Collected data entries
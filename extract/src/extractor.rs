//! Pattern-based score extraction from raw report text.
//!
//! Reports are free text; scores inside them follow fixed templates:
//!
//! ```text
//! <Criterion> score: <number>/10      (per-criterion, decimal allowed)
//! Overall score: <integer>%           (overall percentage)
//! ```
//!
//! Matching is case-insensitive, internal label whitespace is widened to
//! `\s+`, and only the first match per pattern counts: the earliest
//! statement in a report is authoritative, later duplicates are ignored.
//! A pattern with no match omits its key; extraction never fails.
//!
//! Extraction is a swappable strategy behind [`ScoreExtractor`], so an
//! alternative report format can be supported without touching the ledger.

use regex::Regex;

use crate::criteria::Criterion;
use crate::scores::ScoreSet;
use crate::stamp::integrity_stamp;

/// The narrow extraction seam: raw text in, structured scores out.
///
/// Implementations must be pure (same text, same `ScoreSet`) and must
/// stamp the result with the integrity fingerprint of the exact input.
pub trait ScoreExtractor: Send + Sync {
    /// Extract all recognized scores from `raw_text`.
    fn extract(&self, raw_text: &str) -> ScoreSet;
}

/// The fixed-template extractor used in production.
///
/// Patterns are compiled once at construction and reused across calls.
pub struct PatternExtractor {
    /// One compiled pattern per criterion, in [`Criterion::ALL`] order.
    criterion_patterns: Vec<(Criterion, Regex)>,
    /// The overall-percentage pattern.
    overall_pattern: Regex,
}

impl PatternExtractor {
    /// Compile the fixed pattern set.
    ///
    /// # Panics
    ///
    /// Panics if a built-in pattern fails to compile. The patterns are
    /// fixed string literals derived from [`Criterion::label`], so this is
    /// a compile-time invariant, not a runtime condition.
    #[must_use]
    pub fn new() -> Self {
        let criterion_patterns = Criterion::ALL
            .into_iter()
            .map(|criterion| {
                let label = criterion
                    .label()
                    .split_whitespace()
                    .collect::<Vec<_>>()
                    .join(r"\s+");
                let pattern = format!(r"(?i){label}\s+score:\s*(\d+(?:\.\d+)?)/10");
                let regex = Regex::new(&pattern).expect("criterion pattern is a valid regex");
                (criterion, regex)
            })
            .collect();

        let overall_pattern =
            Regex::new(r"(?i)Overall\s+score:\s*(\d+)%").expect("overall pattern is a valid regex");

        Self {
            criterion_patterns,
            overall_pattern,
        }
    }

    /// First capture-group match of `pattern` in `text`, parsed as `T`.
    fn first_capture<T: std::str::FromStr>(pattern: &Regex, text: &str) -> Option<T> {
        pattern
            .captures(text)
            .and_then(|caps| caps.get(1))
            .and_then(|m| m.as_str().parse::<T>().ok())
    }
}

impl Default for PatternExtractor {
    fn default() -> Self {
        Self::new()
    }
}

impl ScoreExtractor for PatternExtractor {
    fn extract(&self, raw_text: &str) -> ScoreSet {
        let mut set = ScoreSet::new(integrity_stamp(raw_text));

        for (criterion, pattern) in &self.criterion_patterns {
            if let Some(score) = Self::first_capture::<f64>(pattern, raw_text) {
                set.criteria.insert(*criterion, score);
            }
        }

        if let Some(pct) = Self::first_capture::<u32>(&self.overall_pattern, raw_text) {
            set.overall_percentage = Some(pct);
        }

        set
    }
}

ABOUT THIS EXERCISE: All of the data above needs to be given again exactly.

ANSWER BOX:
filename extract/src/extractor.rs
//! Pattern-based score extraction from raw report text.
//!
//! Reports are free text; scores inside them follow fixed templates:
//!
//! ```text
//! <Criterion> score: <number>/10      (per-criterion, decimal allowed)
//! Overall score: <integer>%           (overall percentage)
//! ```
//!
//! Matching is case-insensitive, internal label whitespace is widened to
//! `\s+`, and only the first match per pattern counts: the earliest
//! statement in a report is authoritative, later duplicates are ignored.
//! A pattern with no match omits its key; extraction never fails.
//!
//! Extraction is a swappable strategy behind [`ScoreExtractor`], so an
//! alternative report format can be supported without touching the ledger.

use regex::Regex;

use crate::criteria::Criterion;
use crate::scores::ScoreSet;
use crate::stamp::integrity_stamp;

/// The narrow extraction seam: raw text in, structured scores out.
///
/// Implementations must be pure (same text, same `ScoreSet`) and must
/// stamp the result with the integrity fingerprint of the exact input.
pub trait ScoreExtractor: Send + Sync {
    /// Extract all recognized scores from `raw_text`.
    fn extract(&self, raw_text: &str) -> ScoreSet;
}

/// The fixed-template extractor used in production.
///
/// Patterns are compiled once at construction and reused across calls.
pub struct PatternExtractor {
    /// One compiled pattern per criterion, in [`Criterion::ALL`] order.
    criterion_patterns: Vec<(Criterion, Regex)>,
    /// The overall-percentage pattern.
    overall_pattern: Regex,
}

impl PatternExtractor {
    /// Compile the fixed pattern set.
    ///
    /// # Panics
    ///
    /// Panics if a built-in pattern fails to compile. The patterns are
    /// fixed string literals derived from [`Criterion::label`], so this is
    /// a compile-time invariant, not a runtime condition.
    #[must_use]
    pub fn new() -> Self {
        let criterion_patterns = Criterion::ALL
            .into_iter()
            .map(|criterion| {
                let label = criterion
                    .label()
                    .split_whitespace()
                    .collect::<Vec<_>>()
                    .join(r"\s+");
                let pattern = format!(r"(?i){label}\s+score:\s*(\d+(?:\.\d+)?)/10");
                let regex = Regex::new(&pattern).expect("criterion pattern is a valid regex");
                (criterion, regex)
            })
            .collect();

        let overall_pattern =
            Regex::new(r"(?i)Overall\s+score:\s*(\d+)%").expect("overall pattern is a valid regex");

        Self {
            criterion_patterns,
            overall_pattern,
        }
    }

    /// First capture-group match of `pattern` in `text`, parsed as `T`.
    fn first_capture<T: std::str::FromStr>(pattern: &Regex, text: &str) -> Option<T> {
        pattern
            .captures(text)
            .and_then(|caps| caps.get(1))
            .and_then(|m| m.as_str().parse::<T>().ok())
    }
}

impl Default for PatternExtractor {
    fn default() -> Self {
        Self::new()
    }
}

impl ScoreExtractor for PatternExtractor {
    fn extract(&self, raw_text: &str) -> ScoreSet {
        let mut set = ScoreSet::new(integrity_stamp(raw_text));

        for (criterion, pattern) in &self.criterion_patterns {
            if let Some(score) = Self::first_capture::<f64>(pattern, raw_text) {
                set.criteria.insert(*criterion, score);
            }
        }

        if let Some(pct) = Self::first_capture::<u32>(&self.overall_pattern, raw_text) {
            set.overall_percentage = Some(pct);
        }

        set
    }
}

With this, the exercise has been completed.